INPUT DATA »
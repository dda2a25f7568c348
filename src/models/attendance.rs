use serde::Deserialize;

use super::date::{WireDate, display_opt, display_time};
use super::id_cell;
use crate::panel::spec::Record;

/// One day of check-in/check-out for an employee.
#[derive(Debug, Clone, Deserialize)]
#[serde(rename_all = "camelCase")]
pub struct AttendanceRecord {
    pub attendance_id: i64,
    #[serde(default)]
    pub employee_id: Option<i64>,
    #[serde(default)]
    pub date: Option<WireDate>,
    #[serde(default)]
    pub check_in_time: Option<String>,
    #[serde(default)]
    pub check_out_time: Option<String>,
}

impl Record for AttendanceRecord {
    const COLUMNS: &'static [&'static str] = &["ID", "Employee", "Date", "Check In", "Check Out"];

    fn cells(&self) -> Vec<String> {
        vec![
            self.attendance_id.to_string(),
            id_cell(self.employee_id),
            display_opt(&self.date),
            self.check_in_time.as_deref().map(display_time).unwrap_or_default(),
            self.check_out_time.as_deref().map(display_time).unwrap_or_default(),
        ]
    }
}
//! Dashboard panel with counters, navigation cards and activity log.

use eframe::egui::{self, Color32, CornerRadius, Margin, RichText, ScrollArea, Ui};
use egui_phosphor::regular::{BRIEFCASE, BUILDINGS, CALENDAR_CHECK, CLOCK, MONEY, USERS};

use super::app::{App, LogLevel, Panel, ServerStatus};
use super::components::{colors, dashboard_card};
use crate::models::LeaveStatus;

/// Show the dashboard panel.
///
/// Returns `Some(panel)` if navigation is requested.
pub fn show(app: &mut App, ui: &mut Ui) -> Option<Panel> {
    let mut next_panel = None;

    ui.vertical_centered(|ui| {
        ui.add_space(20.0);

        ui.label(RichText::new("Payroll Console").size(32.0).strong());
        ui.add_space(5.0);
        ui.label(RichText::new("Employees, payroll, attendance and leave").size(14.0).weak());

        ui.add_space(25.0);

        ui.horizontal(|ui| {
            let available = ui.available_width();
            let start_offset = ((available - 680.0) / 2.0).max(0.0);
            ui.add_space(start_offset);

            stat_card(ui, "Employees", &app.employees.rows().len().to_string(), "On record");
            let departments = app.departments.rows().len().to_string();
            stat_card(ui, "Departments", &departments, "Organizational units");
            stat_card(ui, "Positions", &app.positions.rows().len().to_string(), "Pay scales");
            stat_card(ui, "Pending Leave", &pending_leaves(app).to_string(), "Awaiting a decision");
        });

        ui.add_space(25.0);

        let cards = [
            (Panel::Employees, "Employees", "Staff records", USERS),
            (Panel::Departments, "Departments", "Organize staff", BUILDINGS),
            (Panel::Positions, "Positions", "Titles and salaries", BRIEFCASE),
            (Panel::Payroll, "Payroll", "Generate and review", MONEY),
            (Panel::Attendance, "Attendance", "Check in and out", CLOCK),
            (Panel::Leaves, "Leave", "Apply and approve", CALENDAR_CHECK),
        ];

        // Two rows of three
        let available = ui.available_width();
        let per_row = 3.0;
        let spacing = 30.0;
        let total_spacing = spacing * (per_row - 1.0);
        let card_width = ((available - total_spacing) / per_row).clamp(150.0, 230.0);
        let card_size = egui::vec2(card_width, card_width * 0.6);
        let start_offset = ((available - (card_width * per_row + total_spacing)) / 2.0).max(0.0);

        for row in cards.chunks(3) {
            ui.horizontal(|ui| {
                ui.add_space(start_offset);
                for (i, (panel, title, description, icon)) in row.iter().enumerate() {
                    if i > 0 {
                        ui.add_space(spacing);
                    }
                    if dashboard_card(ui, title, description, icon, card_size).clicked() {
                        next_panel = Some(*panel);
                    }
                }
            });
            ui.add_space(spacing / 2.0);
        }

        ui.add_space(10.0);
    });

    let available_width = ui.available_width();
    let column_width = (available_width - 40.0) / 2.0;

    ui.horizontal(|ui| {
        ui.add_space(10.0);

        // Left column - Server
        ui.vertical(|ui| {
            ui.set_width(column_width);

            framed(ui, column_width, |ui| {
                ui.label(RichText::new("Server").strong());
                ui.add_space(10.0);

                ui.horizontal(|ui| {
                    ui.label("URL:");
                    ui.label(RichText::new(app.client.base_url()).weak());
                });
                ui.horizontal(|ui| {
                    ui.label("Status:");
                    match &app.server_status {
                        ServerStatus::Unknown => ui.label("Not checked"),
                        ServerStatus::Checking => {
                            ui.label(RichText::new("Checking...").color(colors::INFO))
                        }
                        ServerStatus::Online => {
                            ui.label(RichText::new("Online").color(colors::SUCCESS))
                        }
                        ServerStatus::Offline(e) => ui.label(RichText::new(e).color(colors::ERROR)),
                    };
                });

                ui.add_space(5.0);
                let checking = app.server_status == ServerStatus::Checking;
                ui.add_enabled_ui(!checking, |ui| {
                    if ui.button("Test Connection").clicked() {
                        app.test_connection();
                    }
                });
            });
        });

        ui.add_space(20.0);

        // Right column - Recent Activity
        ui.vertical(|ui| {
            ui.set_width(column_width);

            framed(ui, column_width, |ui| {
                ui.label(RichText::new("Recent Activity").strong());
                ui.add_space(10.0);

                ScrollArea::vertical().max_height(150.0).show(ui, |ui| {
                    if app.log_messages.is_empty() {
                        ui.label(RichText::new("No recent activity").weak());
                    } else {
                        for entry in app.log_messages.iter().rev().take(10) {
                            let color = match entry.level {
                                LogLevel::Info => Color32::GRAY,
                                LogLevel::Success => colors::SUCCESS,
                                LogLevel::Error => colors::ERROR,
                            };

                            ui.horizontal(|ui| {
                                ui.label(
                                    RichText::new(entry.timestamp.format("%H:%M:%S").to_string())
                                        .small()
                                        .color(Color32::DARK_GRAY),
                                );
                                ui.label(RichText::new(&entry.message).color(color));
                            });
                        }
                    }
                });
            });
        });
    });

    next_panel
}

fn framed(ui: &mut Ui, width: f32, add_contents: impl FnOnce(&mut Ui)) {
    egui::Frame::new()
        .fill(ui.style().visuals.extreme_bg_color)
        .inner_margin(Margin::same(15))
        .corner_radius(CornerRadius::same(8))
        .show(ui, |ui| {
            ui.set_min_width(width - 30.0);
            add_contents(ui);
        });
}

/// Render a stat card with title, value, and subtitle.
fn stat_card(ui: &mut Ui, title: &str, value: &str, subtitle: &str) {
    egui::Frame::new()
        .fill(ui.style().visuals.extreme_bg_color)
        .inner_margin(Margin::same(15))
        .outer_margin(Margin::same(5))
        .corner_radius(CornerRadius::same(8))
        .show(ui, |ui| {
            ui.set_min_width(140.0);

            ui.vertical(|ui| {
                ui.label(RichText::new(title).small());
                ui.label(RichText::new(value).heading().strong());
                ui.label(RichText::new(subtitle).small().weak());
            });
        });
}

fn pending_leaves(app: &App) -> usize {
    app.leaves
        .table()
        .rows()
        .iter()
        .filter(|leave| leave.status() == Some(LeaveStatus::Pending))
        .count()
}
//! Leave application form and the approval list.

use eframe::egui::{self, Ui};
use egui_phosphor::regular::{ARROWS_CLOCKWISE, CHECK, FILE_XLS, PAPER_PLANE_TILT, X};

use super::ViewOutcome;
use super::components::{
    action_button, back_button, colors, danger_action_button, date_input, option_combo,
    option_combo_text, panel_header, primary_button_with_icon, record_grid, styled_button_with_icon,
};
use super::payroll_panel::section;
use crate::flows::leave::LOAD_ERROR_ROW;
use crate::flows::{LeaveIntent, LeavePanel};
use crate::models::{Leave, LeaveStatus};
use crate::notify::Notifier;
use crate::panel::OptionLists;

pub fn show(
    ui: &mut Ui,
    panel: &mut LeavePanel,
    options: &OptionLists,
    notifier: &mut Notifier,
) -> ViewOutcome<LeaveIntent> {
    let mut outcome = ViewOutcome::default();

    if back_button(ui) {
        outcome.back = true;
    }

    panel_header(ui, "Leave Requests");

    section(ui, "Apply for Leave", |ui| {
        egui::Grid::new("leave_apply_grid")
            .num_columns(2)
            .spacing([20.0, 10.0])
            .show(ui, |ui| {
                let form = panel.form_mut();

                ui.label("Employee: *");
                if let Some(employee) = form.value_mut("employeeId") {
                    option_combo_text(ui, "leave_employee", &options.employees, employee);
                }
                ui.end_row();

                ui.label("Start Date: *");
                if let Some(start) = form.value_mut("startDate") {
                    date_input(ui, "leave_start", start);
                }
                ui.end_row();

                ui.label("End Date: *");
                if let Some(end) = form.value_mut("endDate") {
                    date_input(ui, "leave_end", end);
                }
                ui.end_row();

                ui.label("Reason:");
                if let Some(reason) = form.value_mut("reason") {
                    ui.add(egui::TextEdit::multiline(reason).desired_width(300.0).desired_rows(3));
                }
                ui.end_row();
            });

        ui.add_space(10.0);
        if primary_button_with_icon(ui, PAPER_PLANE_TILT, "Apply").clicked() {
            outcome.push(panel.apply(notifier));
        }
    });

    ui.add_space(15.0);

    section(ui, "All Requests", |ui| {
        ui.horizontal(|ui| {
            ui.label("Employee:");
            if option_combo(ui, "leave_filter", &options.employees, &mut panel.filter) {
                outcome.push(Some(panel.load()));
            }

            ui.add_space(10.0);
            if styled_button_with_icon(ui, ARROWS_CLOCKWISE, "Refresh").clicked() {
                outcome.push(Some(panel.load()));
                outcome.reload_options = true;
            }

            ui.add_space(10.0);
            if styled_button_with_icon(ui, FILE_XLS, "Export to Excel").clicked() {
                outcome.export = true;
            }
        });

        ui.add_space(10.0);

        if let Some(error) = panel.table().error() {
            ui.colored_label(colors::ERROR, LOAD_ERROR_ROW);
            ui.weak(error);
            return;
        }

        let mut update = None;
        record_grid(
            ui,
            "leave_grid",
            panel.table(),
            "No leave requests",
            Some(&mut |ui: &mut Ui, leave: &Leave| {
                if action_button(ui, CHECK, "Approve").clicked() {
                    update = Some((leave.leave_id, LeaveStatus::Approved));
                }
                ui.add_space(4.0);
                if danger_action_button(ui, X, "Reject").clicked() {
                    update = Some((leave.leave_id, LeaveStatus::Rejected));
                }
            }),
        );

        if let Some((id, status)) = update {
            outcome.push(Some(panel.update_status(id, status)));
        }
    });

    outcome
}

WHAT IS NEEDED » Here the output must be the lines above from the line with "for row in cards.chunks(3)" to the line with "let column_width = (available_width", both included, duplicated word for word and nothing else.

SOLUTION TO THIS PROBLEM »
        for row in cards.chunks(3) {
            ui.horizontal(|ui| {
                ui.add_space(start_offset);
                for (i, (panel, title, description, icon)) in row.iter().enumerate() {
                    if i > 0 {
                        ui.add_space(spacing);
                    }
                    if dashboard_card(ui, title, description, icon, card_size).clicked() {
                        next_panel = Some(*panel);
                    }
                }
            });
            ui.add_space(spacing / 2.0);
        }

        ui.add_space(10.0);
    });

    let available_width = ui.available_width();
    let column_width = (available_width - 40.0) / 2.0;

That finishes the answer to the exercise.